- [Records for this task]
┌──

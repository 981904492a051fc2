use quick_xml::events::{BytesStart, Event};
use quick_xml::Reader;
use serde::Serialize;
use std::path::Path;
use tracing::{info, warn};

use crate::defaults;
use crate::error::{StoreError, StoreResult};
use crate::ledger::attribute;
use crate::textfile;

pub const DEFAULT_MAX_TAGS: u32 = 10;
pub const MAX_TAGS_LIMIT: u32 = 250;
pub const MAX_PRESETS: usize = 5;

const PRESET_PATH: &str = "root/presets/preset";

/// A named one-click tag bundle
#[derive(Debug, Clone, Default, PartialEq, Eq, Serialize)]
pub struct Preset {
    pub text: String,
    pub tags: Vec<String>,
}

impl Preset {
    /// Presets without a label or without any tag stay hidden
    pub fn is_configured(&self) -> bool {
        !self.text.trim().is_empty() && self.tags.iter().any(|t| !t.trim().is_empty())
    }
}

/// Application settings from `config.xml`
#[derive(Debug, Clone, PartialEq, Eq, Serialize)]
pub struct AppConfig {
    pub spellchecker: Option<String>,
    pub presets: Vec<Preset>,
    pub max_tags: u32,
}

impl Default for AppConfig {
    fn default() -> Self {
        Self {
            spellchecker: None,
            presets: Vec::new(),
            max_tags: DEFAULT_MAX_TAGS,
        }
    }
}

impl AppConfig {
    /// Load from `path`, seeding the file when missing.
    ///
    /// A malformed document yields the default configuration.
    pub fn load(path: &Path) -> StoreResult<Self> {
        let content = textfile::read_or_seed(path, defaults::CONFIG)?;

        let config = match Self::parse(&content) {
            Ok(config) => config,
            Err(e) => {
                warn!("Failed to parse {}: {}; using defaults", path.display(), e);
                Self::default()
            }
        };

        info!(
            "Loaded config from {} ({} configured presets, max {} tags)",
            path.display(),
            config.configured_presets().len(),
            config.max_tags
        );
        Ok(config)
    }

    /// Parse a config document. Invalid settings are logged and defaulted.
    pub fn parse(content: &str) -> StoreResult<Self> {
        let mut reader = Reader::from_str(content);
        reader.config_mut().trim_text(true);

        let mut stack: Vec<String> = Vec::new();
        let mut config = Self::default();
        let mut raw_max: Option<String> = None;
        let mut saw_root = false;

        loop {
            let event = reader
                .read_event()
                .map_err(|e| StoreError::parse("config", e))?;

            match event {
                Event::Start(ref element) | Event::Empty(ref element) => {
                    let name = String::from_utf8_lossy(element.name().as_ref()).into_owned();
                    if stack.is_empty() {
                        if name != "root" {
                            return Err(StoreError::parse(
                                "config",
                                format!("unexpected root element <{}>", name),
                            ));
                        }
                        saw_root = true;
                    }

                    stack.push(name);
                    if stack.join("/") == PRESET_PATH {
                        config.presets.push(read_preset(element)?);
                    }
                    if matches!(event, Event::Empty(_)) {
                        stack.pop();
                    }
                }
                Event::Text(text) => {
                    let value = text
                        .unescape()
                        .map_err(|e| StoreError::parse("config", e))?
                        .trim()
                        .to_string();
                    if value.is_empty() {
                        continue;
                    }

                    match stack.join("/").as_str() {
                        "root/language/spellchecker" => config.spellchecker = Some(value),
                        "root/presets/preset/tag" => {
                            if let Some(preset) = config.presets.last_mut() {
                                preset.tags.push(value);
                            }
                        }
                        "root/tags/max" => raw_max = Some(value),
                        _ => {}
                    }
                }
                Event::End(_) => {
                    stack.pop();
                }
                Event::Eof => break,
                _ => {}
            }
        }

        if !saw_root {
            return Err(StoreError::parse("config", "missing root element"));
        }

        if config.presets.len() > MAX_PRESETS {
            let e = StoreError::validation(
                "presets",
                format!(
                    "{} presets defined, at most {} are supported",
                    config.presets.len(),
                    MAX_PRESETS
                ),
            );
            warn!("{}; keeping the first {}", e, MAX_PRESETS);
            config.presets.truncate(MAX_PRESETS);
        }

        if let Some(raw) = raw_max {
            match parse_max_tags(&raw) {
                Ok(max) => config.max_tags = max,
                Err(e) => warn!("{}; using {}", e, DEFAULT_MAX_TAGS),
            }
        }

        Ok(config)
    }

    pub fn configured_presets(&self) -> Vec<&Preset> {
        self.presets.iter().filter(|p| p.is_configured()).collect()
    }
}

fn read_preset(element: &BytesStart) -> StoreResult<Preset> {
    let text = attribute(element, "text").map_err(|e| StoreError::parse("config", e))?;
    Ok(Preset {
        text: text.unwrap_or_default().trim().to_string(),
        tags: Vec::new(),
    })
}

fn parse_max_tags(raw: &str) -> StoreResult<u32> {
    match raw.parse::<u32>() {
        Ok(max) if (1..=MAX_TAGS_LIMIT).contains(&max) => Ok(max),
        _ => Err(StoreError::validation(
            "tags/max",
            format!("'{}' is not an integer in 1..={}", raw, MAX_TAGS_LIMIT),
        )),
    }
}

└──

- [Instructions to follow] Since only a number is wanted, please say how many lines in the data include the word "impl".

- [Result of the task] 3